Gastric mucus content was substantially reduced in the disease control group (18.2 ± 1.4 mg adherent mucus/g tissue) compared to normal control (42.6 ± 2.8 mg/g tissue). The high-dose herbal syrup restored mucus content to 38.4 ± 2.2 mg/g tissue (p < 0.001), confirming direct cytoprotective and mucus-stimulating effects, likely mediated by glycyrrhizin from Glycyrrhiza glabra and acemannan from Aloe vera. Inflammatory cytokines IL-6 and TNF-alpha were significantly elevated in disease control animals and were dose-dependently suppressed by the herbal syrup treatment, with high-dose suppression comparable to omeprazole.

4.6 FTIR and HPLC Analysis

FTIR analysis of the herbal extracts and formulation confirmed the presence of characteristic functional groups: broad O-H stretching at 3200–3500 cm-1 (phenolics, flavonoids), carbonyl C=O stretching at 1700–1750 cm-1 (terpenoids, esters), aromatic C=C stretching at 1500–1600 cm-1, and C-O stretching at 1000–1300 cm-1. No significant new absorption bands indicative of chemical interaction between extracts or between extracts and excipients were observed, confirming physicochemical compatibility. HPLC analysis using a validated method estimated glycyrrhizin content at 99.3 ± 0.8% of label claim, confirming accurate extract standardization and formulation drug content.

4.7 Stability Study Results

The herbal syrup formulation demonstrated satisfactory stability under accelerated conditions (40 degrees Celsius / 75% RH) over three months. pH remained within the acceptance range throughout (initial: 4.8; Month 1: 4.75; Month 2: 4.68; Month 3: 4.62). Drug content showed a marginal decrease from 98.6% (Month 0) to 95.8% (Month 3), remaining within the 95–105% acceptance criteria. Viscosity and specific gravity remained essentially unchanged. No precipitation, phase separation, or discoloration was observed. Microbial counts remained below 100 CFU/mL throughout. These results support a projected shelf-life of at least 24 months under normal storage conditions (25 degrees Celsius / 60% RH, amber glass container, tightly sealed).

5. DISCUSSION

The present research study represents the successful development and comprehensive evaluation of a novel polyherbal syrup formulation incorporating five well-established medicinal plants — Glycyrrhiza glabra, Aloe vera, Zingiber officinale, Emblica officinalis, and Curcuma longa — selected on the basis of their complementary pharmacological activities, synergistic gastroprotective potential, and well-documented safety profiles. The rational design of this combination aims to address the multifactorial pathophysiology of gastric ulcerogenesis more comprehensively than any single-agent approach, providing a truly multi-targeted herbal therapy.

The physicochemical characterization of the herbal syrup yielded results that comprehensively satisfy standard pharmacopoeial requirements for oral liquid preparations. The pH of 4.8 is particularly significant because it lies within the optimal range for sodium benzoate and methyl paraben activity (antimicrobial preservatives exhibit maximal efficacy below pH 5.0 due to the predominance of their undissociated, membrane-permeable forms), while simultaneously ensuring pleasant palatability without excessive sourness and maintaining the chemical stability of the majority of the incorporated phytoconstituents. The viscosity of 320 cP is within the range preferred for oral syrups in clinical practice, providing adequate body, mouthfeel, and suspension stability without compromising pourability or measurability with standard dosing utensils.
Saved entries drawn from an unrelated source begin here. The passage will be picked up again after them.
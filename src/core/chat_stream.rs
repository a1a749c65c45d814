use std::fmt;
use std::sync::Arc;

use futures_util::StreamExt;
use tokio::sync::mpsc;
use tracing::debug;

use crate::api::client::ModelClient;
use crate::core::session::TurnRequest;

#[derive(Clone, Debug, PartialEq, Eq)]
pub enum StreamMessage {
    Chunk(String),
    Error(String),
    End,
}

pub type StreamSender = mpsc::UnboundedSender<(StreamMessage, u64)>;
pub type StreamReceiver = mpsc::UnboundedReceiver<(StreamMessage, u64)>;

pub struct StreamParams {
    pub client: Arc<dyn ModelClient>,
    pub turn: TurnRequest,
    pub stream_id: u64,
}

impl fmt::Debug for StreamParams {
    fn fmt(&self, f: &mut fmt::Formatter<'_>) -> fmt::Result {
        f.debug_struct("StreamParams")
            .field("turn", &self.turn)
            .field("stream_id", &self.stream_id)
            .finish_non_exhaustive()
    }
}

#[derive(Clone)]
pub struct ChatStreamService {
    tx: StreamSender,
}

impl ChatStreamService {
    pub fn new() -> (Self, StreamReceiver) {
        let (tx, rx) = mpsc::unbounded_channel();
        (Self { tx }, rx)
    }

    pub fn spawn_stream(&self, params: StreamParams) {
        let tx = self.tx.clone();
        tokio::spawn(forward_fragments(params, tx));
    }
}

/// Pulls one reply and forwards it as `Chunk*` followed by `End`, or by
/// `Error` then `End` on failure. Stops early once the receiver is gone.
pub async fn forward_fragments(params: StreamParams, tx: StreamSender) {
    let StreamParams {
        client,
        turn,
        stream_id,
    } = params;

    debug!(stream_id, session = %turn.session_id, model = %turn.model, "stream starting");

    let mut fragments = match client.stream_generate(&turn.model, &turn.request).await {
        Ok(fragments) => fragments,
        Err(err) => {
            let _ = tx.send((StreamMessage::Error(err.to_string()), stream_id));
            let _ = tx.send((StreamMessage::End, stream_id));
            return;
        }
    };

    let mut forwarded = 0usize;
    while let Some(item) = fragments.next().await {
        match item {
            Ok(text) => {
                if text.is_empty() {
                    continue;
                }
                if tx.send((StreamMessage::Chunk(text), stream_id)).is_err() {
                    debug!(stream_id, "receiver dropped; abandoning stream");
                    return;
                }
                forwarded += 1;
            }
            Err(err) => {
                let _ = tx.send((StreamMessage::Error(err.to_string()), stream_id));
                let _ = tx.send((StreamMessage::End, stream_id));
                return;
            }
        }
    }

    debug!(stream_id, fragments = forwarded, "stream finished");
    let _ = tx.send((StreamMessage::End, stream_id));
}
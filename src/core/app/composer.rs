use ratatui::style::Style;
use tui_textarea::{Input, TextArea};

use crate::core::attachment::Attachment;
use crate::ui::theme::Theme;

/// Pending input: the text being typed plus any images queued with it.
pub struct Composer {
    textarea: TextArea<'static>,
    attachments: Vec<Attachment>,
    text_style: Style,
    placeholder_style: Style,
}

const PLACEHOLDER: &str = "Ask TimmGPT anything...";

impl Composer {
    pub fn new(theme: &Theme) -> Self {
        let mut composer = Self {
            textarea: TextArea::default(),
            attachments: Vec::new(),
            text_style: theme.input_text_style,
            placeholder_style: theme.input_placeholder_style,
        };
        composer.reset_textarea();
        composer
    }

    fn reset_textarea(&mut self) {
        let mut textarea = TextArea::default();
        textarea.set_style(self.text_style);
        textarea.set_cursor_line_style(Style::default());
        textarea.set_placeholder_text(PLACEHOLDER);
        textarea.set_placeholder_style(self.placeholder_style);
        self.textarea = textarea;
    }

    pub fn text(&self) -> String {
        self.textarea.lines().join("\n")
    }

    pub fn is_blank(&self) -> bool {
        self.textarea
            .lines()
            .iter()
            .all(|line| line.trim().is_empty())
    }

    pub fn can_send(&self) -> bool {
        !self.is_blank() || !self.attachments.is_empty()
    }

    pub fn line_count(&self) -> usize {
        self.textarea.lines().len().max(1)
    }

    pub fn set_text(&mut self, text: &str) {
        self.reset_textarea();
        self.insert_str(text);
    }

    pub fn clear_text(&mut self) {
        self.reset_textarea();
    }

    pub fn insert_str(&mut self, text: &str) {
        for (index, piece) in text.split('\n').enumerate() {
            if index > 0 {
                self.textarea.insert_newline();
            }
            self.textarea.insert_str(piece);
        }
    }

    pub fn insert_newline(&mut self) {
        self.textarea.insert_newline();
    }

    pub fn input(&mut self, input: impl Into<Input>) -> bool {
        self.textarea.input(input)
    }

    pub fn attach(&mut self, attachment: Attachment) {
        self.attachments.push(attachment);
    }

    /// Removes the attachment at a 1-based position.
    pub fn detach(&mut self, position: usize) -> Option<Attachment> {
        if position == 0 || position > self.attachments.len() {
            return None;
        }
        Some(self.attachments.remove(position - 1))
    }

    pub fn attachments(&self) -> &[Attachment] {
        &self.attachments
    }

    /// Empties the composer and hands back what it held.
    pub fn take(&mut self) -> (String, Vec<Attachment>) {
        let text = self.text();
        self.reset_textarea();
        (text, std::mem::take(&mut self.attachments))
    }

    pub fn textarea_mut(&mut self) -> &mut TextArea<'static> {
        &mut self.textarea
    }
}
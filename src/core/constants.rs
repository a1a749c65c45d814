//! Shared constants used across the application

pub const ASSISTANT_NAME: &str = "TimmGPT";

pub const DEFAULT_MODEL: &str = "gemini-2.5-flash";

pub const DEFAULT_BASE_URL: &str = "https://generativelanguage.googleapis.com/v1beta";

/// Environment variables consulted for the API key, in order.
pub const API_KEY_ENV_VARS: [&str; 2] = ["GEMINI_API_KEY", "API_KEY"];

pub const SYSTEM_INSTRUCTION: &str = "You are TimmGPT, a helpful, knowledgeable, and creative AI assistant.
- You are created and owned by \"Timm\".
- If the user explicitly identifies themselves as \"Timm\", acknowledge them as your creator.
- For all other users, be helpful and polite but do not treat them as the owner.
- You are powered by Google's Gemini models.
- Answer concisely but comprehensively.
- Format code blocks with the language name.
- Use Markdown for formatting.
- Be polite and professional.";

/// Shown in place of a reply whenever a send fails.
pub const ERROR_APOLOGY: &str =
    "I'm sorry, I encountered an error. Please check your connection or API key.";

pub const WELCOME_HEADLINE: &str = "I am TimmGPT, how can I help?";

pub const SUGGESTIONS: [(&str, &str); 4] = [
    ("💻", "Write a React component for a nav bar"),
    ("🎨", "Analyze an uploaded image design"),
    ("📝", "Summarize a complex article"),
    ("🧪", "Explain quantum computing simply"),
];

pub const DISCLAIMER: &str = "TimmGPT can make mistakes. Check important info.";

pub const CLEAR_CONFIRMATION: &str = "Start a new chat? This will clear current history.";

/// Space reserved on the left of every bubble body.
pub const BUBBLE_INDENT: u16 = 2;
The high drug content uniformity (98.6 ± 1.2%), validated by HPLC analysis using glycyrrhizin as the reference biomarker, confirms both the reproducibility of the manufacturing process and the effectiveness of the propylene glycol co-solvent system in achieving homogeneous distribution of the lipophilic phytoconstituents — notably curcuminoids from Curcuma longa and gingerols from Zingiber officinale — throughout the aqueous sucrose vehicle. Propylene glycol's dual role as a miscibility-enhancer and stabilizer proved essential in preventing differential settling or phase separation of the more hydrophobic extract fractions, ensuring consistent dose delivery with every measured volume.

The gastroprotective efficacy demonstrated in the ethanol-induced gastric ulcer model is among the most clinically significant findings of this study. Absolute ethanol induces acute gastric mucosal injury through multiple overlapping mechanisms: direct mucosal irritation, stimulation of free radical cascade leading to oxidative damage, inhibition of mucus and bicarbonate secretion from surface epithelial cells, reduction of mucosal microcirculatory blood flow, induction of prostaglandin depletion, and disruption of tight junctions between gastric epithelial cells resulting in back-diffusion of hydrogen ions. The high-dose herbal syrup providing 79.7% gastroprotection — nearly equivalent to the 80.5% protection from omeprazole — is remarkable, especially given that the herbal formulation operates through fundamentally different mechanisms (cytoprotective and antioxidant) compared to the acid-suppressive proton pump inhibition mechanism of omeprazole.

The mechanism of gastroprotection by this polyherbal formulation appears to be multi-dimensional and synergistic. Glycyrrhizin from Glycyrrhiza glabra is metabolized to glycyrrhetinic acid, which inhibits 11-beta-hydroxysteroid dehydrogenase type 2, resulting in increased local prostaglandin availability that promotes mucus and bicarbonate secretion, enhances mucosal blood flow, and stimulates epithelial cell renewal. Additionally, glycyrrhizin exhibits direct NF-kB inhibition, reducing the transcription of pro-inflammatory cytokines including IL-6 and TNF-alpha — a finding confirmed by the significant cytokine suppression observed in the herbal syrup treatment groups in this study.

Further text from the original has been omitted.